2001’de yaşanan ve ülkemizi derinden etkileyen, çok sayıda banka, işletme, kurum ile büyük şirketlerin battığı o günler hafızalarımızda hala.
Dönemin Cumhurbaşkanı Ahmet Necdet Sezer ile Başbakan Bülent Ecevit Arasındaki siyasi kriz bir anda ülkeyi krize sokmuştu.
“Kara Çarşamba” olarak adı konulan krizin başlangıcında;
Milli Güvenlik Kurulu toplantısında Cumhurbaşkanı Ahmet Necdet Sezer, Başbakan Bülent Ecevit’le tartışması, “Anayasa kitabının” fırlatılması krizin fitilini ateşlemişti.
57. Hükümet döneminde yaşananlar ile bugün yaşananlar arasında benzer farklılıklar olmasa bile Türkiye’de yaşanan ekonomik ve siyasi krizler birbirlerini tamamlayan, birbirleri ile kısmen de olsa bağlılık kurulabilen olasılıklardır.
O dönemde;
Türkiye öyle bir ekonomik çıkmazın içine girmişti ki; Amerika’dan süper transfer Kemal Derviş’i “bir kurtarıcı” olarak görmeye başlamıştık sanki.
Peki, Kemal Derviş ekonomik krizden kurtarılmasını sağladı mı?
Çıkış yolu bulamayan siyaset, çareyi seçime gitmekte bulmaktan öte çare bulamamıştı.
Tek çare seçimdi çünkü.
Seçime gitmekte zorlanan Ecevit, kendi partisi içindeki “istifalara”, “dağılmalara” engel olamamış ve DSP’den istifa edenler İsmail Cem’in Genel başkanlığındaki Yeni Türkiye Partisi’ni kurarak, Ecevit’i ve seçime zorlamışlardı adeta.
Yaşanılan ekonomik gelişmeler, siyasetteki belirsizlikler devam ederken Adalet ve Kalkınma Partisi de kurularak o dönemde “siyasi yasaklı” olan Recep Tayyip Erdoğan direk olarak siyasetin içinde yar alamıyor ama Abdullah Gül bu işleri yürütüyordu.

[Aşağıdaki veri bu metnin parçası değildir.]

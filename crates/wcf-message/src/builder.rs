// wcf-message/wcf-message
//
// Copyright: 2024, The wcf-message Authors
// License: Mozilla Public License v2.0 (MPL v2.0)

use crate::config::{MissingRevokeId, ViewConfig};
use crate::content::RevokeNotice;
use crate::deps::{SystemTimeProvider, TimeProvider};
use crate::types::{MessageError, MessageView, RawMessage};

/// Builds `MessageView`s with a configurable clock and revoke handling. One builder can be
/// reused for any number of records.
pub struct MessageViewBuilder {
    time_provider: Box<dyn TimeProvider>,
    config: ViewConfig,
}

impl MessageViewBuilder {
    pub fn new() -> Self {
        MessageViewBuilder {
            time_provider: Box::new(SystemTimeProvider::default()),
            config: ViewConfig::default(),
        }
    }

    pub fn set_time_provider<P: TimeProvider + 'static>(mut self, time_provider: P) -> Self {
        self.time_provider = Box::new(time_provider);
        self
    }

    pub fn set_config(mut self, config: ViewConfig) -> Self {
        self.config = config;
        self
    }

    pub fn config(&self) -> &ViewConfig {
        &self.config
    }

    pub fn build(&self, raw: RawMessage) -> Result<MessageView, MessageError> {
        let view = MessageView::unrevoked(raw, self.time_provider.now());

        let Some(notice) = RevokeNotice::detect_with(view.content(), &self.config.revoke_text)
        else {
            return Ok(view);
        };

        if notice.revoked_id.is_none() && self.config.missing_revoke_id == MissingRevokeId::Reject
        {
            return Err(MessageError::MissingRevokedMessageId {
                msgid: view.id().clone(),
            });
        }

        Ok(view.applying_revoke(notice))
    }
}

impl Default for MessageViewBuilder {
    fn default() -> Self {
        Self::new()
    }
}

Abdullah Gül Genel Başkan olarak 3 Kasım 2002’de seçime giriyor ve AK Parti yeni kurulmasına rağmen, ekonomik krizlerin gölgesinde “bir umut” olarak tek başına iktidara geliyor.
Bu seçim de;
AK Parti 34,28 ile 363 Milletvekili, CHP 19,39 ile 178 milletvekili, Bağımsız 9 Milletvekili ile TBMM’sinde temsil hakkı kazanmıştı.

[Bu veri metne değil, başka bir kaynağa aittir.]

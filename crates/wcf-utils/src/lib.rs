// wcf-message/wcf-utils
//
// Copyright: 2024, The wcf-message Authors
// License: Mozilla Public License v2.0 (MPL v2.0)

mod id_string_macro;
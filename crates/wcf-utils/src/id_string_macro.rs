// wcf-message/wcf-utils
//
// Copyright: 2024, The wcf-message Authors
// License: Mozilla Public License v2.0 (MPL v2.0)

/// Declares a `String` newtype for identifiers handed out by the client (wxids, room ids,
/// message ids). The type serializes transparently, so it reads like a plain string on the wire.
#[macro_export]
macro_rules! id_string {
    ($(#[$meta:meta])* $t:ident) => {
        $(#[$meta])*
        #[derive(Debug, Eq, PartialEq, Hash, Clone, serde::Serialize, serde::Deserialize)]
        #[serde(transparent)]
        pub struct $t(String);

        impl $t {
            #[allow(dead_code)]
            pub fn into_inner(self) -> String {
                self.0
            }

            #[allow(dead_code)]
            pub fn as_str(&self) -> &str {
                &self.0
            }
        }

        impl<T> From<T> for $t
        where
            T: Into<String>,
        {
            fn from(s: T) -> $t {
                $t(s.into())
            }
        }

        impl AsRef<str> for $t {
            fn as_ref(&self) -> &str {
                &self.0
            }
        }

        impl std::borrow::Borrow<str> for $t {
            fn borrow(&self) -> &str {
                &self.0
            }
        }

        impl std::str::FromStr for $t {
            type Err = std::convert::Infallible;

            fn from_str(s: &str) -> Result<Self, Self::Err> {
                Ok($t(s.to_string()))
            }
        }

        impl std::fmt::Display for $t {
            fn fmt(&self, f: &mut std::fmt::Formatter<'_>) -> std::fmt::Result {
                write!(f, "{}", self.0)
            }
        }
    };
}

Ekonomik krizi çözemeyen, DSP, MHP, ANAP, Doğru Yol Partisi, Saadet Partisi ve diğerleri baraj altında kaldılar.
* * *
3 Kasım 2002 seçimleri bu sonuçlarla tamamlanmış ancak; AK Parti’yi kuran, AK Parti’nin birinci parti olmasını sağlayan Recep Tayyip Erdoğan’ın dışarıda kalması olmazdı.
Bir çözüm bulunması da gerekiyordu.
Ne yapılacaktı;
YSK, Siirt’in Pervari ilçesi Doğanköyü’ndeki 17, 18 ve 19 numaralı sandık kurullarının usulüne uygun oluşturulamadığı gerekçesiyle, 9 Mart 2003’de seçimi iptal etmiş ve 9 Mart 2003’deki seçimlerde AK Parti oyların yüzde 84.8’ini alarak seçimi kazanmıştı.
Böylece;
Recep Tayyip Erdoğan büyük emek vererek kurduğu partisinin başına geçti ve 3 dönem Başbakan olarak ülkeyi yönetme şansını bulmuş oldu.
* * *
2002-2007 ve 2011 genel seçimlerde oylarını artırarak tek başına iktidara gelen AK Parti 7 Haziran 2015 seçimlerinde 258 milletvekili ile birinci parti olsa bile tek başına hükümet kuramıyordu.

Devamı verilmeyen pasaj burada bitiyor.